In the much better solution above, we need two templates. One that matches all item elements being the first in a list, and another one matching the rest of the item elements. Since all item elements are handled by the xsl:for-each inside the first template, the second template should do nothing: all item elements have already been dealt with.

If we don't have the second template, the XSLT processor's build-in templates will take over and the text-nodes of the item elements not matched in the first template will be copied to output twice.

6. A general xsl:character-map example

In the following small XML file of one line, we would like to change the Danish "ø" to the international "o" in output. Also we would like to change &#169; to "Copyright ©" in output.

6.1 Input file

  1. <test>&#169; 1850 by Søren Kierkegaard</test>

6.2 XSLT stylesheet

  1. <xsl:stylesheet version="2.0" xmlns:xsl="http://www.w3.org/1999/XSL/Transform">
  2.    <xsl:character-map name="a">
  3.       <xsl:output-character character="ø" string="o"/>
  4.       <xsl:output-character character="&#169;" string="Copyright &#169;"/>
  5.    </xsl:character-map>
  6.    <xsl:output use-character-maps="a"/>
  7.    <xsl:template match="/">
  8.       <test>
  9.          <xsl:value-of select="test"/>
  10.       </test>
  11.    </xsl:template>
  12. </xsl:stylesheet>

6.3 Output file

  1. <test>Copyright © 1850 by Soren Kierkegaard</test>

7. To DOE or not to DOE

DOE is necessary for making a HTML5 doctype is XSLT 1.0 and can be the only option for making a CDATA section in XSLT 1.0. The only other exception where DOE is necessary in XSLT 1.0 could be when we for some reason want to output HTML that is not well-formed. [1]

DOE is deprecated in XSLT 2.0 and even in XSLT 1.0 it is only an optional feature of an XSLT processor. We cannot create a HTML5 doctype in client-side XSLT 1.0 in a browser like Firefox (works in IE, Opera, Chrome and Safari)! Even if implemented we can only use DOE in xsl:value-of and in xsl:text if they are used directly for the result three. If used for a temporary three like inside a variable, the XSLT processor must ignore DOE or thow an error.

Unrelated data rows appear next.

use axum::http::StatusCode;
use axum::response::{IntoResponse, Response};
use serde_json::json;

use bizdir_core::error::DomainError;

/// Application-level error type for HTTP handlers.
///
/// Wraps [`DomainError`] for domain errors and adds HTTP-specific variants.
/// Implements [`IntoResponse`] to produce consistent JSON error responses.
#[derive(Debug, thiserror::Error)]
pub enum AppError {
    /// A domain-level error from `bizdir-core`.
    #[error(transparent)]
    Domain(#[from] DomainError),

    /// The URL named a resource type that does not exist.
    #[error("Unknown resource: {0}")]
    UnknownResource(String),

    /// A bad request with a human-readable message.
    #[error("Bad request: {0}")]
    BadRequest(String),
}

/// Convenience type alias for handler return values.
pub type AppResult<T> = Result<T, AppError>;

impl IntoResponse for AppError {
    fn into_response(self) -> Response {
        let (status, code, message) = match &self {
            AppError::Domain(domain) => classify_domain_error(domain),
            AppError::UnknownResource(slug) => (
                StatusCode::NOT_FOUND,
                "NOT_FOUND",
                format!("No resource named '{slug}'"),
            ),
            AppError::BadRequest(msg) => (StatusCode::BAD_REQUEST, "BAD_REQUEST", msg.clone()),
        };

        let body = json!({
            "error": message,
            "code": code,
        });

        (status, axum::Json(body)).into_response()
    }
}

/// Classify a domain error into an HTTP status, error code, and message.
///
/// Client-fault kinds keep their message; unexpected errors map to 500
/// with a sanitized message (the cause was already logged at the source).
fn classify_domain_error(err: &DomainError) -> (StatusCode, &'static str, String) {
    match err {
        DomainError::MissingField { .. } => {
            (StatusCode::BAD_REQUEST, "MISSING_FIELD", err.to_string())
        }
        DomainError::InvalidType { .. } => {
            (StatusCode::BAD_REQUEST, "INVALID_TYPE", err.to_string())
        }
        DomainError::InvalidFormat(_) => {
            (StatusCode::BAD_REQUEST, "INVALID_FORMAT", err.to_string())
        }
        DomainError::Duplicate { .. } => (StatusCode::CONFLICT, "DUPLICATE", err.to_string()),
        DomainError::DuplicateTranslation { .. } => (
            StatusCode::CONFLICT,
            "DUPLICATE_TRANSLATION",
            err.to_string(),
        ),
        DomainError::NotFound { .. } => (StatusCode::NOT_FOUND, "NOT_FOUND", err.to_string()),
        DomainError::UnknownLanguage(_) => {
            (StatusCode::BAD_REQUEST, "UNKNOWN_LANGUAGE", err.to_string())
        }
        DomainError::ImmutableField { .. } => {
            (StatusCode::BAD_REQUEST, "IMMUTABLE_FIELD", err.to_string())
        }
        DomainError::InvalidField { .. } => {
            (StatusCode::BAD_REQUEST, "INVALID_FIELD", err.to_string())
        }
        DomainError::Validation(_) => {
            (StatusCode::BAD_REQUEST, "VALIDATION_ERROR", err.to_string())
        }
        DomainError::Unexpected(msg) => {
            tracing::error!(error = %msg, "Internal domain error");
            (
                StatusCode::INTERNAL_SERVER_ERROR,
                "INTERNAL_ERROR",
                "An internal error occurred".to_string(),
            )
        }
    }
}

For a HTML5 doctype and a CDATA section DOE is much easier to use than a "character-map". For that reason DOE will probably survive for a while even in XSLT 2.0. All the hard facts abot DOE is defined in the XSLT 1.0 spec: http://www.w3.org/TR/xslt#disable-output-escaping.

Footnotes

[1]

In XSLT we can only create HTML that is well-formed but a few things end up not well-formed when we use serialization method="html". E.g.: When we make singletag HTML elements like "<br/>" we must terminate them with "/", but the "/" is removed during the serialization step. If we for some reason want other things to be not well-formed in output we could achieve it with DOE.

Updated: 2011-08-09